Forse sarebbe più utile dire che quella passata normalità vada cambiata, che gli usi e gli stili di vita basati su un certo modo di consumare e di utilizzare le risorse naturali vanno rivisti, che l’idea della sostenibilità dello sviluppo vada tradotta in fatti reali. Invece, mi pare, le strade che si stanno imboccando per la ripresa parlino ancora un linguaggio del passato: quello, delle grandi opere non come progetti funzionali e necessari al territorio ma come fattore di traino dell’economia, spesso a prescindere dagli effetti reali sull’economia; oppure si inseguono sollecitazioni sulle semplificazioni che alludono alla necessità non tanto di sveltire quanto nel far saltare le regole di controllo e di trasparenza sul lavoro e sugli appalti.

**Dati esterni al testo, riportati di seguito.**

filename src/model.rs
mod subscriptions;

pub use subscriptions::*;
use std::fmt;
use std::str::FromStr;

use crate::error::{Error, Result};

/// Store-generated subscription identifier, always positive
#[derive(Debug, Clone, Copy, PartialEq, Eq)]
pub struct SubscriptionId(i32);

impl FromStr for SubscriptionId {
    type Err = Error;

    fn from_str(value: &str) -> Result<Self> {
        let id: i32 = value
            .parse()
            .map_err(|_| Error::validation(format!("{} is not a valid id", value)))?;
        if id <= 0 {
            return Err(Error::validation("Id must be positive"));
        }
        Ok(Self(id))
    }
}

impl From<SubscriptionId> for i32 {
    fn from(value: SubscriptionId) -> Self {
        value.0
    }
}

impl fmt::Display for SubscriptionId {
    fn fmt(&self, f: &mut fmt::Formatter<'_>) -> fmt::Result {
        self.0.fmt(f)
    }
}
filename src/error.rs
pub type Result<T> = std::result::Result<T, Error>;

#[derive(Debug, thiserror::Error)]
pub enum Error {
    // Client input errors
    #[error("{0}")]
    ValidationError(String),
    // The targeted subscription id has no stored row
    #[error("Record not found")]
    RecordNotFound,
    // Database errors
    #[error(transparent)]
    DatabaseError(#[from] sqlx::Error),
    // Response encoding errors
    #[error("Failed to serialize response: {0}")]
    SerializationError(#[from] serde_json::Error),
}

impl Error {
    pub fn validation(msg: impl Into<String>) -> Self {
        Self::ValidationError(msg.into())
    }
}
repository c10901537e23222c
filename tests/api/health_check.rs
use sqlx::PgPool;

use crate::helpers::TestApp;

#[sqlx::test]
async fn is_present(pool: PgPool) -> sqlx::Result<()> {
    let app = TestApp::spawn(&pool).await;

    let res = app.health_check().await.expect("Failed to execute request");

    assert!(res.status().is_success());

    Ok(())
}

Tutto questo in un Paese che oltre al record dell’evasione fiscale ha anche quello della corruzione e dell’inquinamento malavitoso, che riguarda sia l’attività pubblica che quella privata. Ma sembra che questo tema sia scomparso di fronte alla crisi e agli interessi che si stanno muovendo. Tra l’altro proprio ieri la ministra dell’Interno, Luciana Lamorgese, ha suonato il campanello d’allarme sugli effetti sociali della contrazione economica parlando di un “autunno caldo” che ci attende e che può avere risvolti difficili sul piano delle tensioni sociali. Del resto l’effetto più visibile che ci ha lasciato finora la pandemia Covid-19 non è, come si diceva, che diventeremo tutti più buoni, ma nel concreto quello che si vede chiaramente è un aumento delle diseguaglianze e delle situazioni di povertà. In tale contesto si fa fatica a capire il senso di incertezza e di confusione che assai spesso trasmette la maggioranza di governo.

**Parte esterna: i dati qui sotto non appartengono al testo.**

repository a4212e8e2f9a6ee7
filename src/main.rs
//! Gantry - capacity-driven autoscaler for runner scale sets

use std::sync::Arc;
use std::time::Duration;

use clap::Parser;
use kube::Client;
use tokio_util::sync::CancellationToken;
use tracing::{error, info, warn};
use tracing_subscriber::{fmt, prelude::*, EnvFilter};

use gantry::config::{self, Config};
use gantry::controller::{AllocatorStrategy, KubeClusterState, Reconciler};

/// Gantry - sizes runner scale sets against free cluster capacity
#[derive(Parser, Debug)]
#[command(name = "gantry", version, about, long_about = None)]
struct Cli {
    /// Calculate changes without applying them to the cluster
    #[arg(long)]
    dry_run: bool,

    /// Reconcile interval (e.g. "30s", "5m"; bare numbers are seconds)
    #[arg(long, default_value = "30s", value_parser = config::parse_duration)]
    reconcile_interval: Duration,

    /// Allocation strategy
    #[arg(long, value_enum, default_value_t = AllocatorStrategy::FairShare)]
    allocator: AllocatorStrategy,

    /// Percentage of otherwise-available CPU withheld as reserve
    #[arg(long, default_value_t = 10, value_parser = clap::value_parser!(u8).range(0..=100))]
    cpu_buffer_percent: u8,

    /// Percentage of otherwise-available memory withheld as reserve
    #[arg(long, default_value_t = 10, value_parser = clap::value_parser!(u8).range(0..=100))]
    memory_buffer_percent: u8,

    /// Namespace to watch for runner sets (repeatable; all namespaces when omitted)
    #[arg(long = "namespace")]
    namespaces: Vec<String>,
}

#[tokio::main]
async fn main() -> anyhow::Result<()> {
    // Initialize tracing
    tracing_subscriber::registry()
        .with(fmt::layer())
        .with(EnvFilter::from_default_env())
        .init();

    let cli = Cli::parse();
    let config = Config {
        cpu_buffer_percent: cli.cpu_buffer_percent,
        memory_buffer_percent: cli.memory_buffer_percent,
        reconcile_interval: cli.reconcile_interval,
        namespaces: cli.namespaces,
        dry_run: cli.dry_run,
        allocator: cli.allocator,
    };

    info!("gantry controller starting");
    if config.dry_run {
        warn!("DRY-RUN MODE ENABLED: changes will be calculated but not applied to the cluster");
    }

    // In-cluster config in production, kubeconfig for local development
    let client = Client::try_default()
        .await
        .map_err(|e| anyhow::anyhow!("failed to create Kubernetes client: {e}"))?;

    info!(
        cpu_buffer_percent = config.cpu_buffer_percent,
        memory_buffer_percent = config.memory_buffer_percent,
        reconcile_interval = ?config.reconcile_interval,
        namespaces = ?config.namespaces,
        dry_run = config.dry_run,
        allocator = %config.allocator,
        "controller configuration loaded"
    );

    let state = Arc::new(KubeClusterState::new(client));
    let reconciler = Reconciler::new(state, config);

    // SIGINT/SIGTERM cancel the loop; a tick in flight finishes first
    let cancel = CancellationToken::new();
    let signal_cancel = cancel.clone();
    tokio::spawn(async move {
        shutdown_signal().await;
        info!("shutdown signal received");
        signal_cancel.cancel();
    });

    reconciler.run(cancel).await?;

    info!("controller stopped gracefully");
    Ok(())
}

/// Wait for SIGINT or SIGTERM
async fn shutdown_signal() {
    use tokio::signal::unix::{signal, SignalKind};

    let ctrl_c = tokio::signal::ctrl_c();
    match signal(SignalKind::terminate()) {
        Ok(mut sigterm) => {
            tokio::select! {
                _ = ctrl_c => {}
                _ = sigterm.recv() => {}
            }
        }
        Err(err) => {
            error!(error = %err, "failed to install SIGTERM handler");
            let _ = ctrl_c.await;
        }
    }
}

L’assenza di una prospettiva, di un progetto condiviso per il futuro del Paese, di una proposta politica che guardi oltre la mediazione del giorno per giorno, rende il quadro politico estremamente fragile e, soprattutto, non in grado di trasmettere fiducia ai cittadini. Ciò rende facile il gioco delle opposizioni, politiche e sociali, che possono tranquillamente fare il “più uno” su ogni provvedimento e, allo stesso tempo, cavalcare la rabbia del disagio sociale. Ed è su questo piano che si manifesta la grave miopia che caratterizza la politica del M5S, che senza una scelta strategica in direzione di una alleanza per governare il Paese porta solo al galleggiamento in attesa della fine della legislatura, perché nessuno dei parlamentari vuole rischiare di andare a casa prima del previsto. E quest’ultima considerazione vale anche per Italia Viva, che al di là dei tatticismi quotidiani di Renzi punta a tenere in piedi l’attuale quadro di precarietà politica.

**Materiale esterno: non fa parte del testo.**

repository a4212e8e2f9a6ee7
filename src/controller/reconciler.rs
//! Reconciliation loop
//!
//! Drives the tick pipeline: capacity snapshot, runner-set extraction,
//! allocation, the active-runner safety floor, and the `maxRunners` updates.
//! One task owns the loop and awaits each tick to completion, so ticks never
//! overlap. Tick-level failures abort the tick and the loop carries on; the
//! next tick is the retry mechanism.

use std::collections::HashMap;
use std::sync::Arc;
use std::time::Instant;

use kube::ResourceExt;
use tokio::time::MissedTickBehavior;
use tokio_util::sync::CancellationToken;
use tracing::{debug, error, info, warn};

use super::allocator::allocate;
use super::capacity::CapacityCalculator;
use super::client::ClusterState;
use super::resources::{extract_runner_set_resources, RunnerSetResources};
use crate::config::Config;
use crate::Error;

/// Outcome counters for one reconciliation tick
#[derive(Debug, Clone, Copy, Default, PartialEq, Eq)]
pub struct TickSummary {
    /// Runner sets seen in the listing
    pub total: usize,
    /// Runner sets that passed extraction
    pub enabled: usize,
    /// Updates applied (or, in dry-run mode, that would have been applied)
    pub updated: usize,
    /// Updates that failed and were skipped
    pub failed: usize,
}

/// The main controller: owns the tick pipeline and the periodic loop
pub struct Reconciler {
    state: Arc<dyn ClusterState>,
    calculator: CapacityCalculator,
    config: Config,
}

Le elezioni regionali del prossimo settembre potevano essere una occasione importante per affrontare questo problema e verificare la possibilità di aprire una fase nuova. Con la costruzione di un percorso di alleanza fondato sulla convergenza programmatica si poteva da un lato mettere insieme coalizioni più competitive contro la demagogia populista della destra, che punta ad essere vincente in molte Regioni e Comuni, e dall’altro poteva rafforzare la tenuta e la credibilità della maggioranza che sostiene il Governo. Purtroppo però ben pochi si sono spesi, tra l’altro in ritardo, per provare a far diventare questa idea una realtà. Il PD in particolare, dimostra nel complesso di essere tutt’ora condizionato da posizioni politiche interne derivanti dalla fase precedente alla segreteria Zingaretti. Ripeto che così, senza chiarezza sul progetto politico, per il centrosinistra sarà difficile recuperare la credibilità persa. E comunque a sinistra il problema di mettere in campo una proposta nuova riguarda tutti.